Fundamentals#

Fundamental concepts important to Machine learning

Error#

  • Total Prediction Error/Expected Generalization Error - error when applying a trained model to predict on unseen data. Can be broken down into 3 main components.

    • Bias Error - error from erroneous assumptions in the algorithm (leads to underfitting).

    • Variance Error - error from sensitivity to small fluctuations in training set (leads to overfitting). Fit the model too much and you’ll end up fitting to the noise too.

    • Irreducible Error - error inherent in any dataset or process that cannot be reduced regardless of model complexity or amount of data. This is the lower bound on total prediction error.

  • The Bias-Variance Tradeoff is an inescapable tradeoff for supervised learning.

    • you want your model to capture regularities in the training data and also generalize well to unseen data.

    • High-Bias Models are simpler, can’t capture as much detail, so they won’t fit to noise, but they may miss patterns in the training data, resulting in underfitting.

    • High-Variance Models can represent the training data set well but risk overfitting to noise or training data that isn’t representative of the larger population.

Tokenization#

  • You’d think this was isolated to Natural Language Processing, but no.

  • if you want to use an Unsupervised model to cluster documents into categories, you need to tokenize the words there as well

  • tokenization is breaking strings into chunks (tokens).
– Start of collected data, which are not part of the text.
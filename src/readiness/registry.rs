use crate::foundation::clock::Clock;
use crate::foundation::core::HandleId;
use crate::foundation::error::{BridgeError, BridgeResult};
use crate::readiness::timer::TimerWheel;
use std::collections::{HashMap, VecDeque};
use std::sync::Arc;
use std::time::Duration;

/// Handle budget used when the page environment does not override it.
pub const DEFAULT_HANDLE_TIMEOUT: Duration = Duration::from_millis(30_000);

/// Settlements remembered for duplicate diagnostics. Older ones report "already settled".
const SETTLED_HISTORY: usize = 256;

/// One outstanding blocker registered through `delay_render`.
#[derive(Clone, Debug)]
struct PendingHandle {
    label: Option<String>,
    timeout: Duration,
}

/// Diagnostic snapshot of a pending handle.
#[derive(Clone, Debug, PartialEq, Eq, serde::Serialize)]
#[serde(rename_all = "camelCase")]
pub struct PendingHandleInfo {
    /// Handle token.
    pub id: HandleId,
    /// Label supplied at registration, if any.
    pub label: Option<String>,
    /// Time left before the handle expires.
    pub remaining: Duration,
}

/// Terminal failure recorded for the current page instance.
#[derive(Clone, Debug, PartialEq, Eq)]
pub enum RenderFailure {
    /// A handle was not continued before its deadline.
    Timeout {
        /// Expired handle.
        id: HandleId,
        /// Its diagnostic label.
        label: Option<String>,
        /// Budget it was given.
        timeout: Duration,
    },
    /// The page reported an unrecoverable error (`cancel_render`).
    Cancelled {
        /// Error description supplied by the page.
        message: String,
    },
}

impl RenderFailure {
    /// Convert into the error the driver surfaces.
    pub fn to_error(&self) -> BridgeError {
        match self {
            Self::Timeout { id, label, timeout } => BridgeError::HandleTimeout {
                id: *id,
                label: label.clone(),
                timeout: *timeout,
            },
            Self::Cancelled { message } => BridgeError::Cancelled(message.clone()),
        }
    }
}

#[derive(Clone, Copy, Debug, PartialEq, Eq)]
enum Settlement {
    Continued,
    Cancelled,
    TimedOut,
}

impl Settlement {
    fn describe(self) -> &'static str {
        match self {
            Self::Continued => "already continued",
            Self::Cancelled => "already cancelled",
            Self::TimedOut => "already timed out",
        }
    }
}

/// Bounded record of recent settlements, oldest first.
#[derive(Debug, Default)]
struct SettledLog {
    recent: VecDeque<(HandleId, Settlement)>,
}

impl SettledLog {
    fn push(&mut self, id: HandleId, how: Settlement) {
        if self.recent.len() == SETTLED_HISTORY {
            self.recent.pop_front();
        }
        self.recent.push_back((id, how));
    }

    fn get(&self, id: HandleId) -> Option<Settlement> {
        self.recent
            .iter()
            .rev()
            .find(|(settled, _)| *settled == id)
            .map(|&(_, how)| how)
    }

    fn len(&self) -> usize {
        self.recent.len()
    }

    fn clear(&mut self) {
        self.recent.clear();
    }
}

/// Result of continuing or cancelling a handle.
#[must_use]
#[derive(Clone, Debug, PartialEq, Eq)]
pub enum ResolveOutcome {
    /// The handle was pending and is now cleared.
    Resolved {
        /// Readiness after this resolution.
        now_ready: bool,
    },
    /// Duplicate or unknown id; state is unchanged.
    Ignored {
        /// Why the call had no effect.
        reason: String,
    },
}

/// Page-wide set of outstanding async blockers plus the terminal error slot.
///
/// Readiness holds exactly when no handle is pending and no failure is recorded. Deadlines are
/// tracked in a cooperative timer wheel and only fire when [`ReadinessRegistry::poll_timeouts`]
/// runs.
pub struct ReadinessRegistry {
    clock: Arc<dyn Clock>,
    default_timeout: Duration,
    pending: HashMap<HandleId, PendingHandle>,
    settled: SettledLog,
    timers: TimerWheel,
    next_id: u64,
    epoch_start: u64,
    last_error: Option<RenderFailure>,
}

impl std::fmt::Debug for ReadinessRegistry {
    fn fmt(&self, f: &mut std::fmt::Formatter<'_>) -> std::fmt::Result {
        f.debug_struct("ReadinessRegistry")
            .field("default_timeout", &self.default_timeout)
            .field("pending", &self.pending.len())
            .field("armed", &self.timers.len())
            .field("settled", &self.settled.len())
            .field("last_error", &self.last_error)
            .finish_non_exhaustive()
    }
}

impl ReadinessRegistry {
    /// Create an empty registry reading deadlines from `clock`.
    pub fn new(clock: Arc<dyn Clock>, default_timeout: Duration) -> Self {
        Self {
            clock,
            default_timeout,
            pending: HashMap::new(),
            settled: SettledLog::default(),
            timers: TimerWheel::new(),
            next_id: 0,
            epoch_start: 0,
            last_error: None,
        }
    }

    /// Budget applied to registrations without an explicit timeout.
    pub fn default_timeout(&self) -> Duration {
        self.default_timeout
    }

    /// Register a blocker using the default timeout.
    pub fn register(&mut self, label: Option<&str>) -> HandleId {
        self.register_with_timeout(label, None)
    }

    /// Register a blocker with an optional per-handle timeout override.
    pub fn register_with_timeout(
        &mut self,
        label: Option<&str>,
        timeout: Option<Duration>,
    ) -> HandleId {
        let id = HandleId(self.next_id);
        self.next_id += 1;

        let timeout = timeout.unwrap_or(self.default_timeout);
        let deadline = self.clock.now().saturating_add(timeout);
        self.timers.schedule(id, deadline);
        self.pending.insert(
            id,
            PendingHandle {
                label: label.map(str::to_owned),
                timeout,
            },
        );
        tracing::debug!(
            %id,
            label = ?label,
            timeout_ms = timeout.as_millis() as u64,
            "delay render"
        );
        id
    }

    /// Clear a pending handle (`continue_render`).
    pub fn resolve(&mut self, id: HandleId) -> ResolveOutcome {
        self.settle(id, Settlement::Continued)
    }

    /// Clear a pending handle because the page is going away. Same readiness effect as
    /// [`ReadinessRegistry::resolve`].
    pub fn cancel(&mut self, id: HandleId) -> ResolveOutcome {
        self.settle(id, Settlement::Cancelled)
    }

    fn settle(&mut self, id: HandleId, how: Settlement) -> ResolveOutcome {
        let Some(handle) = self.pending.remove(&id) else {
            let reason = match self.settled.get(id) {
                Some(prev) => prev.describe(),
                None if (self.epoch_start..self.next_id).contains(&id.0) => "already settled",
                None => "unknown handle",
            }
            .to_owned();
            let diag = BridgeError::DuplicateResolution {
                id,
                reason: reason.clone(),
            };
            tracing::warn!("{diag}");
            return ResolveOutcome::Ignored { reason };
        };

        self.timers.defuse(id);
        self.settled.push(id, how);
        let now_ready = self.is_ready();
        match how {
            Settlement::Cancelled => {
                tracing::debug!(%id, label = ?handle.label, "handle cancelled")
            }
            _ => tracing::debug!(%id, label = ?handle.label, now_ready, "continue render"),
        }
        ResolveOutcome::Resolved { now_ready }
    }

    /// Cancel every pending handle at once (page teardown). Returns how many were cleared.
    pub fn cancel_all(&mut self) -> usize {
        let n = self.pending.len();
        for (id, _) in self.pending.drain() {
            self.settled.push(id, Settlement::Cancelled);
        }
        self.timers.clear();
        if n > 0 {
            tracing::debug!(cancelled = n, "cancelled all pending handles");
        }
        n
    }

    /// Record an unrecoverable page error. The first recorded failure wins.
    pub fn fail(&mut self, message: impl Into<String>) {
        let message = message.into();
        tracing::error!(%message, "render cancelled");
        if self.last_error.is_none() {
            self.last_error = Some(RenderFailure::Cancelled { message });
        }
    }

    /// Fire every deadline that has elapsed. Returns the number of handles that expired.
    pub fn poll_timeouts(&mut self) -> usize {
        let now = self.clock.now();
        let expired = self.timers.expired(now);
        for &id in &expired {
            let Some(handle) = self.pending.remove(&id) else {
                continue;
            };
            self.settled.push(id, Settlement::TimedOut);
            let failure = RenderFailure::Timeout {
                id,
                label: handle.label,
                timeout: handle.timeout,
            };
            tracing::error!("{}", failure.to_error());
            if self.last_error.is_none() {
                self.last_error = Some(failure);
            }
        }
        expired.len()
    }

    /// Pure readiness predicate: nothing pending and no failure recorded.
    pub fn is_ready(&self) -> bool {
        self.pending.is_empty() && self.last_error.is_none()
    }

    /// Recorded terminal failure, if any.
    pub fn last_error(&self) -> Option<&RenderFailure> {
        self.last_error.as_ref()
    }

    /// `Err` carrying the recorded failure, `Ok` otherwise.
    pub fn check(&self) -> BridgeResult<()> {
        match &self.last_error {
            Some(f) => Err(f.to_error()),
            None => Ok(()),
        }
    }

    /// Number of pending handles.
    pub fn pending_count(&self) -> usize {
        self.pending.len()
    }

    /// Whether `id` is still waiting to be continued.
    pub fn is_pending(&self, id: HandleId) -> bool {
        self.pending.contains_key(&id)
    }

    /// Id the next registration will receive. Handles registered after this call compare `>=`.
    pub fn next_handle_id(&self) -> HandleId {
        HandleId(self.next_id)
    }

    /// Pending handles registered at or after `mark`, ordered by id.
    pub fn pending_since(&self, mark: HandleId) -> Vec<HandleId> {
        let mut ids: Vec<_> = self.pending.keys().copied().filter(|id| *id >= mark).collect();
        ids.sort_unstable();
        ids
    }

    /// Earliest armed deadline, as a clock reading.
    pub fn next_deadline(&self) -> Option<Duration> {
        self.timers.next_deadline()
    }

    /// Snapshot of pending handles ordered by id.
    pub fn pending(&self) -> Vec<PendingHandleInfo> {
        let now = self.clock.now();
        let mut out: Vec<_> = self
            .pending
            .iter()
            .map(|(&id, h)| PendingHandleInfo {
                id,
                label: h.label.clone(),
                remaining: self
                    .timers
                    .deadline_of(id)
                    .map(|d| d.saturating_sub(now))
                    .unwrap_or_default(),
            })
            .collect();
        out.sort_by_key(|h| h.id);
        out
    }

    /// Start a fresh attempt: drop pending handles, timers, history and the recorded failure.
    ///
    /// Ids keep increasing so a stale id from before the reset stays unknown.
    pub fn reset(&mut self) {
        self.pending.clear();
        self.settled.clear();
        self.timers.clear();
        self.last_error = None;
        self.epoch_start = self.next_id;
        tracing::debug!("readiness registry reset");
    }
}

#[cfg(test)]
#[path = "../../tests/unit/readiness/registry.rs"]
mod tests;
They’re often words, but sometimes not - you might include the period after a word to capture the fact that that word means something different because it comes at the end of a sentence, or you might grab the ing from the end of a word indicating it’s an ongoing action.

TF-IDF (Term Frequency - Inverse Document Frequency) Matrix#

  • TF-IDF is a weighted measure of how important a word is to a document in a collection. It can be used to make a matrix.

  • It multiplies:

    • TF (Term Frequency) - how often a specific word appears in a single document, filtering out words that are probably just one-offs or from a bibliography or something

    • IDF (Inverse Document Frequency) - how exclusive a word is to a single document (words that appear a lot in all documents will have a low IDF, filtering out common words like "the")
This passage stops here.